Rebuttal against Braithwhite - I will be excluding the promo villains, since I have at most two games against any of them and thus have little sense of how they differ from the normal versions. I also will ignore any consideration of the Environment boosting villains's damage, since my selections of a matchup are always informed by an awareness of how much danger the Environment adds to the Villain, and I play accordingly to that knowledge - I don't let Explosives Wagons stay out when fighting villains with lots of damage instances, etc. And to the best of my recollection, no Environment has any single card which adds more than +1 to damage, so only almost-5 instances become actually-5s unless you make almost no effort to manage the Environment.
Yeah okay, those (and OT's Automaton drones) hit for 5 damage - once when they enter play, and then they're easily killed. Not a significant enough threat to be worth having multiple cards specifically and exclusively defend against. Any time this is the case, I will consider that card to be no proof of the usefulness of "magic bullets" against such incidental threats. (If a card just happened to defend against the threat while doing other useful things, that would be different.)

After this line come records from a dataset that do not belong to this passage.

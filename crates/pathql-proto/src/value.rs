//! Runtime value types produced by evaluation.

use std::cmp::Ordering;
use std::fmt;

use uuid::Uuid;

use crate::object::Obj;

/// Identifier of an object in the graph store.
pub type ObjectId = Uuid;

/// The result of evaluating any expression: an ordered multiset of values.
///
/// Every expression evaluates to a `Multiset`, including apparently scalar
/// ones such as literals.
pub type Multiset = Vec<Value>;

/// A runtime value.
///
/// Object references compare by identifier only, and integers compare
/// numerically with floats, so `Value` implements `PartialEq` by hand.
#[derive(Debug, Clone)]
pub enum Value {
    /// UTF-8 string.
    Str(String),
    /// 64-bit signed integer.
    Int(i64),
    /// 64-bit floating point.
    Float(f64),
    /// Boolean value.
    Bool(bool),
    /// UUID scalar.
    Uuid(Uuid),
    /// Reference to an object in the graph store.
    Obj(Obj),
    /// Positional tuple.
    Tuple(Vec<Value>),
    /// Named tuple, in declaration order.
    NamedTuple(Vec<(String, Value)>),
    /// Array.
    Array(Vec<Value>),
}

impl Value {
    /// Get a description of the value kind.
    pub fn type_name(&self) -> &'static str {
        match self {
            Value::Str(_) => "str",
            Value::Int(_) => "int64",
            Value::Float(_) => "float64",
            Value::Bool(_) => "bool",
            Value::Uuid(_) => "uuid",
            Value::Obj(_) => "object",
            Value::Tuple(_) => "tuple",
            Value::NamedTuple(_) => "named tuple",
            Value::Array(_) => "array",
        }
    }

    /// Try to get as bool.
    pub fn as_bool(&self) -> Option<bool> {
        match self {
            Value::Bool(b) => Some(*b),
            _ => None,
        }
    }

    /// Try to get as i64.
    pub fn as_int(&self) -> Option<i64> {
        match self {
            Value::Int(i) => Some(*i),
            _ => None,
        }
    }

    /// Try to get as f64, widening integers.
    pub fn as_float(&self) -> Option<f64> {
        match self {
            Value::Float(f) => Some(*f),
            Value::Int(i) => Some(*i as f64),
            _ => None,
        }
    }

    /// Try to get as string reference.
    pub fn as_str(&self) -> Option<&str> {
        match self {
            Value::Str(s) => Some(s),
            _ => None,
        }
    }

    /// Try to get as an object reference.
    pub fn as_obj(&self) -> Option<&Obj> {
        match self {
            Value::Obj(o) => Some(o),
            _ => None,
        }
    }

    /// Check if this value is an object reference.
    pub fn is_obj(&self) -> bool {
        matches!(self, Value::Obj(_))
    }

    /// Truthiness as used by FILTER: a row survives if any filter value is truthy.
    pub fn is_truthy(&self) -> bool {
        match self {
            Value::Bool(b) => *b,
            Value::Int(i) => *i != 0,
            Value::Float(f) => *f != 0.0,
            Value::Str(s) => !s.is_empty(),
            Value::Tuple(items) | Value::Array(items) => !items.is_empty(),
            Value::NamedTuple(fields) => !fields.is_empty(),
            Value::Uuid(_) | Value::Obj(_) => true,
        }
    }

    /// Compare two values for sorting.
    ///
    /// Returns `None` for kinds that have no mutual ordering.
    pub fn compare(&self, other: &Value) -> Option<Ordering> {
        match (self, other) {
            (Value::Int(a), Value::Int(b)) => Some(a.cmp(b)),
            (Value::Int(a), Value::Float(b)) => (*a as f64).partial_cmp(b),
            (Value::Float(a), Value::Int(b)) => a.partial_cmp(&(*b as f64)),
            (Value::Float(a), Value::Float(b)) => a.partial_cmp(b),
            (Value::Str(a), Value::Str(b)) => Some(a.cmp(b)),
            (Value::Bool(a), Value::Bool(b)) => Some(a.cmp(b)),
            (Value::Uuid(a), Value::Uuid(b)) => Some(a.cmp(b)),
            (Value::Obj(a), Value::Obj(b)) => Some(a.id.cmp(&b.id)),
            (Value::Tuple(a), Value::Tuple(b)) | (Value::Array(a), Value::Array(b)) => {
                compare_sequences(a.iter(), b.iter())
            }
            (Value::NamedTuple(a), Value::NamedTuple(b)) => {
                compare_sequences(a.iter().map(|(_, v)| v), b.iter().map(|(_, v)| v))
            }
            _ => None,
        }
    }

    /// Compare for sorting, treating incomparable kinds as equal.
    pub fn sort_cmp(&self, other: &Value) -> Ordering {
        self.compare(other).unwrap_or(Ordering::Equal)
    }
}

fn compare_sequences<'a>(
    mut a: impl Iterator<Item = &'a Value>,
    mut b: impl Iterator<Item = &'a Value>,
) -> Option<Ordering> {
    loop {
        match (a.next(), b.next()) {
            (None, None) => return Some(Ordering::Equal),
            (None, Some(_)) => return Some(Ordering::Less),
            (Some(_), None) => return Some(Ordering::Greater),
            (Some(x), Some(y)) => match x.compare(y)? {
                Ordering::Equal => continue,
                ord => return Some(ord),
            },
        }
    }
}

impl PartialEq for Value {
    fn eq(&self, other: &Self) -> bool {
        match (self, other) {
            (Value::Str(a), Value::Str(b)) => a == b,
            (Value::Int(a), Value::Int(b)) => a == b,
            (Value::Float(a), Value::Float(b)) => a == b,
            (Value::Int(a), Value::Float(b)) | (Value::Float(b), Value::Int(a)) => {
                (*a as f64) == *b
            }
            (Value::Bool(a), Value::Bool(b)) => a == b,
            (Value::Uuid(a), Value::Uuid(b)) => a == b,
            (Value::Obj(a), Value::Obj(b)) => a == b,
            (Value::Tuple(a), Value::Tuple(b)) | (Value::Array(a), Value::Array(b)) => a == b,
            // Field order does not matter for named tuple equality.
            (Value::NamedTuple(a), Value::NamedTuple(b)) => {
                a.len() == b.len()
                    && a.iter().all(|(name, value)| {
                        b.iter().any(|(other_name, other)| other_name == name && other == value)
                    })
            }
            _ => false,
        }
    }
}

impl fmt::Display for Value {
    fn fmt(&self, f: &mut fmt::Formatter<'_>) -> fmt::Result {
        match self {
            Value::Str(s) => write!(f, "{}", s),
            Value::Int(i) => write!(f, "{}", i),
            Value::Float(x) => {
                if x.is_finite() && x.fract() == 0.0 && x.abs() < 1e16 {
                    write!(f, "{:.1}", x)
                } else {
                    write!(f, "{}", x)
                }
            }
            Value::Bool(b) => write!(f, "{}", b),
            Value::Uuid(u) => write!(f, "{}", u),
            Value::Obj(o) => write!(f, "Obj({})", o.id),
            Value::Tuple(items) => {
                write!(f, "(")?;
                write_joined(f, items.iter().map(|v| v as &dyn fmt::Display))?;
                if items.len() == 1 {
                    write!(f, ",")?;
                }
                write!(f, ")")
            }
            Value::NamedTuple(fields) => {
                write!(f, "(")?;
                for (i, (name, value)) in fields.iter().enumerate() {
                    if i > 0 {
                        write!(f, ", ")?;
                    }
                    write!(f, "{} := {}", name, value)?;
                }
                write!(f, ")")
            }
            Value::Array(items) => {
                write!(f, "[")?;
                write_joined(f, items.iter().map(|v| v as &dyn fmt::Display))?;
                write!(f, "]")
            }
        }
    }
}

fn write_joined<'a>(
    f: &mut fmt::Formatter<'_>,
    items: impl Iterator<Item = &'a dyn fmt::Display>,
) -> fmt::Result {
    for (i, item) in items.enumerate() {
        if i > 0 {
            write!(f, ", ")?;
        }
        write!(f, "{}", item)?;
    }
    Ok(())
}

// Conversion implementations
impl From<bool> for Value {
    fn from(v: bool) -> Self {
        Value::Bool(v)
    }
}

impl From<i64> for Value {
    fn from(v: i64) -> Self {
        Value::Int(v)
    }
}

impl From<i32> for Value {
    fn from(v: i32) -> Self {
        Value::Int(v as i64)
    }
}

impl From<f64> for Value {
    fn from(v: f64) -> Self {
        Value::Float(v)
    }
}

impl From<String> for Value {
    fn from(v: String) -> Self {
        Value::Str(v)
    }
}

impl From<&str> for Value {
    fn from(v: &str) -> Self {
        Value::Str(v.to_string())
    }
}

impl From<Uuid> for Value {
    fn from(v: Uuid) -> Self {
        Value::Uuid(v)
    }
}

impl From<Obj> for Value {
    fn from(v: Obj) -> Self {
        Value::Obj(v)
    }
}
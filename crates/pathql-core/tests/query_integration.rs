//! Integration tests for the evaluator over the sample store.

use pathql_core::{fixtures, EvalBudget, Error, ErrorKind, Evaluator, Store};
use pathql_lang::builder::*;
use pathql_lang::{from_json, Expr, NonesOrder};
use pathql_proto::{Multiset, Value};
use pretty_assertions::assert_eq;
use serde_json::json;

struct TestContext {
    store: Store,
}

impl TestContext {
    fn new() -> Self {
        Self {
            store: fixtures::sample_store().unwrap(),
        }
    }

    fn evaluator(&self) -> Evaluator<'_> {
        Evaluator::new(&self.store)
    }

    fn query(&self, expr: &Expr) -> Multiset {
        self.evaluator().query(expr).unwrap()
    }

    fn run(&self, expr: &Expr) -> serde_json::Value {
        self.evaluator().run(expr).unwrap()
    }

    fn error(&self, expr: &Expr) -> Error {
        self.evaluator().query(expr).unwrap_err()
    }
}

fn strs(values: &[Value]) -> Vec<&str> {
    values.iter().filter_map(Value::as_str).collect()
}

fn ints(values: &[i64]) -> Multiset {
    values.iter().copied().map(Value::Int).collect()
}

fn name_is(value: &str) -> Expr {
    binop("=", partial(vec![ptr("name")]), str_lit(value))
}

// ============== Tests ==============

#[test]
fn test_shape_with_nested_link_properties() {
    let ctx = TestContext::new();

    // SELECT Person { name, notes: { name, @metanote } } FILTER .name = 'Phil Emarg'
    let query = select(shape(
        name("Person"),
        vec![
            element("name"),
            nested("notes", vec![element("name"), link_prop_element("metanote")]),
        ],
    ))
    .filter(name_is("Phil Emarg"))
    .build();

    assert_eq!(
        ctx.run(&query),
        json!([{
            "name": ["Phil Emarg"],
            "notes": [
                {"name": ["boxing"], "@metanote": []},
                {"name": ["unboxing"], "@metanote": ["arg!"]},
            ],
        }])
    );
}

#[test]
fn test_filter_on_absolute_path() {
    let ctx = TestContext::new();

    // SELECT Person { name, notes: { name } } FILTER Person.name = 'Phil Emarg'
    let query = select(shape(
        name("Person"),
        vec![element("name"), nested("notes", vec![element("name")])],
    ))
    .filter(binop("=", path("Person", &["name"]), str_lit("Phil Emarg")))
    .build();

    assert_eq!(
        ctx.run(&query),
        json!([{
            "name": ["Phil Emarg"],
            "notes": [{"name": ["boxing"]}, {"name": ["unboxing"]}],
        }])
    );
}

#[test]
fn test_membership() {
    let ctx = TestContext::new();

    assert_eq!(
        ctx.query(&binop("IN", int(1), int_set(&[1, 2, 3]))),
        vec![Value::Bool(true)]
    );
    assert_eq!(
        ctx.query(&binop("IN", int(4), int_set(&[1, 2, 3]))),
        vec![Value::Bool(false)]
    );

    let query = binop("IN", str_lit("Phil Emarg"), path("Person", &["name"]));
    assert_eq!(ctx.query(&query), vec![Value::Bool(true)]);

    let query = binop("IN", str_lit("Nobody"), path("Person", &["name"]));
    assert_eq!(ctx.query(&query), vec![Value::Bool(false)]);
}

#[test]
fn test_order_by() {
    let ctx = TestContext::new();

    let query = select(path("Person", &["name"]))
        .order_by(asc(path("Person", &["name"])))
        .build();
    assert_eq!(
        strs(&ctx.query(&query)),
        vec!["Emmanuel Villip", "Madeline Hatch", "Phil Emarg"]
    );

    let query = select(path("Person", &["name"]))
        .order_by(desc(path("Person", &["name"])))
        .limit(int(1))
        .build();
    assert_eq!(strs(&ctx.query(&query)), vec!["Phil Emarg"]);
}

#[test]
fn test_order_by_over_nested_select() {
    let ctx = TestContext::new();

    // SELECT (SELECT Person.name) ORDER BY Person.name DESC LIMIT 1
    let query = select(select(path("Person", &["name"])).build())
        .order_by(desc(path("Person", &["name"])))
        .limit(int(1))
        .build();
    assert_eq!(strs(&ctx.query(&query)), vec!["Phil Emarg"]);

    // The key is not bound per row, so every row sorts on the same first name.
    let query = select(select(path("Person", &["name"])).build())
        .order_by(asc(path("Person", &["name"])))
        .build();
    assert_eq!(
        strs(&ctx.query(&query)),
        vec!["Phil Emarg", "Madeline Hatch", "Emmanuel Villip"]
    );
}

#[test]
fn test_order_by_empty_keys() {
    let ctx = TestContext::new();

    let query = select(path("Foo", &["val"]))
        .order_by(asc(path("Foo", &["opt"])).nones(NonesOrder::Last))
        .build();
    assert_eq!(strs(&ctx.query(&query)), vec!["b", "a"]);

    let query = select(path("Foo", &["val"]))
        .order_by(asc(path("Foo", &["opt"])))
        .build();
    assert_eq!(strs(&ctx.query(&query)), vec!["a", "b"]);
}

#[test]
fn test_for_loop() {
    let ctx = TestContext::new();
    let query = for_in("x", int_set(&[1, 2, 3]), binop("*", name("x"), int(2)));
    assert_eq!(ctx.query(&query), ints(&[2, 4, 6]));
}

#[test]
fn test_union_and_distinct() {
    let ctx = TestContext::new();

    let query = call("count", vec![binop("UNION", name("Person"), name("Person"))]);
    assert_eq!(ctx.query(&query), ints(&[6]));

    let once = unop("DISTINCT", int_set(&[1, 1, 2]));
    let twice = unop("DISTINCT", once.clone());
    assert_eq!(ctx.query(&once), ints(&[1, 2]));
    assert_eq!(ctx.query(&twice), ctx.query(&once));
}

#[test]
fn test_coalesce() {
    let ctx = TestContext::new();

    assert_eq!(ctx.query(&binop("??", int(1), int(2))), ints(&[1]));
    assert_eq!(ctx.query(&binop("??", set(vec![]), int(2))), ints(&[2]));

    let query = select(tuple(vec![
        path("Foo", &["val"]),
        binop("??", path("Foo", &["opt"]), int(-1)),
    ]))
    .build();
    assert_eq!(ctx.run(&query), json!([["a", -1], ["b", 111]]));
}

#[test]
fn test_optional_operands_keep_rows() {
    let ctx = TestContext::new();

    let query = select(tuple(vec![
        path("Foo", &["val"]),
        binop("?=", path("Foo", &["opt"]), int(111)),
    ]))
    .build();
    assert_eq!(ctx.run(&query), json!([["a", false], ["b", true]]));

    let query = select(tuple(vec![
        path("Foo", &["val"]),
        binop("=", path("Foo", &["opt"]), int(111)),
    ]))
    .build();
    assert_eq!(ctx.run(&query), json!([["b", true]]));
}

#[test]
fn test_shared_prefix_is_bound_once() {
    let ctx = TestContext::new();

    // Obj.n and Obj.tgt share Obj, so count runs once per object.
    let query = select(tuple(vec![
        path("Obj", &["n"]),
        call("count", vec![path("Obj", &["tgt"])]),
    ]))
    .build();
    assert_eq!(ctx.run(&query), json!([[1, 2], [2, 2], [3, 2]]));
}

#[test]
fn test_links_are_deduplicated() {
    let ctx = TestContext::new();

    assert_eq!(ctx.query(&call("count", vec![path("Obj", &["tgt"])])), ints(&[4]));
    assert_eq!(ctx.query(&path("Obj", &["tgt", "n"])), ints(&[1, 2, 3, 4]));
}

#[test]
fn test_backlinks() {
    let ctx = TestContext::new();

    let query = path_steps("Person", vec![ptr("notes"), back("notes"), ptr("name")]);
    assert_eq!(strs(&ctx.query(&query)), vec!["Phil Emarg", "Madeline Hatch"]);

    let query = path_steps("Note", vec![back("notes"), is_type("Person"), ptr("name")]);
    assert_eq!(strs(&ctx.query(&query)), vec!["Phil Emarg", "Madeline Hatch"]);
}

#[test]
fn test_link_properties() {
    let ctx = TestContext::new();

    let query = path_steps("User", vec![ptr("friends"), link_prop("nickname")]);
    assert_eq!(
        strs(&ctx.query(&query)),
        vec!["Swampy", "Firefighter", "Grumpy"]
    );

    let query = select(shape(
        name("User"),
        vec![nested("deck", vec![element("name"), link_prop_element("count")])],
    ))
    .filter(name_is("Alice"))
    .build();
    assert_eq!(
        ctx.run(&query),
        json!([{
            "deck": [
                {"name": ["Imp"], "@count": [2]},
                {"name": ["Dragon"], "@count": [2]},
                {"name": ["Bog monster"], "@count": [3]},
                {"name": ["Giant turtle"], "@count": [3]},
            ],
        }])
    );
}

#[test]
fn test_computed_shape_elements() {
    let ctx = TestContext::new();

    let query = select(shape(
        name("User"),
        vec![
            element("name"),
            computed(
                "deck_cost",
                call("sum", vec![partial(vec![ptr("deck"), ptr("cost")])]),
            ),
        ],
    ))
    .order_by(asc(partial(vec![ptr("name")])))
    .build();

    assert_eq!(
        ctx.run(&query),
        json!([
            {"name": ["Alice"], "deck_cost": [11]},
            {"name": ["Bob"], "deck_cost": [9]},
            {"name": ["Carol"], "deck_cost": [16]},
            {"name": ["Dave"], "deck_cost": [20]},
        ])
    );
}

#[test]
fn test_query_from_json() {
    let ctx = TestContext::new();

    let query = from_json(
        r#"{
            "kind": "select",
            "result": {"kind": "path", "steps": [
                {"kind": "object_ref", "name": "Card"},
                {"kind": "ptr", "name": "name"}
            ]},
            "filter": {"kind": "binop", "op": "=",
                "left": {"kind": "path", "partial": true,
                         "steps": [{"kind": "ptr", "name": "element"}]},
                "right": {"kind": "str", "value": "Fire"}}
        }"#,
    )
    .unwrap();

    assert_eq!(ctx.run(&query), json!(["Imp", "Dragon"]));
}

#[test]
fn test_detached_is_independent() {
    let ctx = TestContext::new();

    // Without DETACHED both sides would share one Person.
    let query = call(
        "count",
        vec![binop(
            "=",
            path("Person", &["name"]),
            detached(path("Person", &["name"])),
        )],
    );
    assert_eq!(ctx.query(&query), ints(&[9]));
}

#[test]
fn test_errors() {
    let ctx = TestContext::new();

    let err = ctx.error(&call("frobnicate", vec![]));
    assert!(matches!(err, Error::UnknownOperator { .. }));
    assert_eq!(err.kind(), ErrorKind::MalformedQuery);

    let err = ctx.error(&call("len", vec![str_lit("a"), str_lit("b")]));
    assert!(matches!(err, Error::Arity { expected: 1, got: 2, .. }));

    let err = ctx.error(&name("Nobody"));
    assert!(matches!(err, Error::UnresolvedPath(_)));

    let err = ctx.error(&partial(vec![ptr("name")]));
    assert_eq!(err.kind(), ErrorKind::MalformedQuery);
}

#[test]
fn test_row_budget() {
    let ctx = TestContext::new();
    let evaluator = ctx
        .evaluator()
        .with_budget(EvalBudget::default().with_max_rows(2));

    let err = evaluator.query(&path("Person", &["name"])).unwrap_err();
    assert!(matches!(err, Error::BudgetExceeded(_)));
}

devious disruption with any tech-heavy team
Keeping the Ongoing out will up the damage all heroes take from Devious disruption. Sometimes it might be worth it; this is certainly a meaningful threat, but it alone doesn't prove much.
slash and burn
Right, now at least we're talking. All three of these cards combined, Blade is definitely capable of triggering Shielding Winds (the most useful of these three cards by far since it protects the whole team). Still, he's a difficulty 1 villain, so why bother having special protections against him? I believe I've lost only one game out of seven against him; he's not much of a threat even with these. weapons.
Omnitron: Drones. Electropulse explosives. Sedative flechettes and singularities.Cosmitron: all of the above, plus dropship lasers!
The dropship lasers are H-1 IIRC, so only on Advanced would they be an issue, as OT has no other way of boosting his own damage. EPE is usually possible to kill or at least significantly weaken before it explodes, but still it poses a threat, as does Flechettes. Overall OT is one of the better arguments for these cards, but once again, is easy enough to defeat even without them.
Citizen Dawn: Depending on the lineup, it can be extremely helpful to have some sort of protection from Summer and Hammer, particularly if they have environment help or Citizen Dare. Or Citizen Assault.
Assault + Battery will not happen very often, and Summer+Dare or Hammer+Dare is still only 4 except on Advanced. (And I've played two H=5 advanced games against Citizen Dawn, that was three too many, it won't be happening again soon. In H=3 games, though, this might be a concern.)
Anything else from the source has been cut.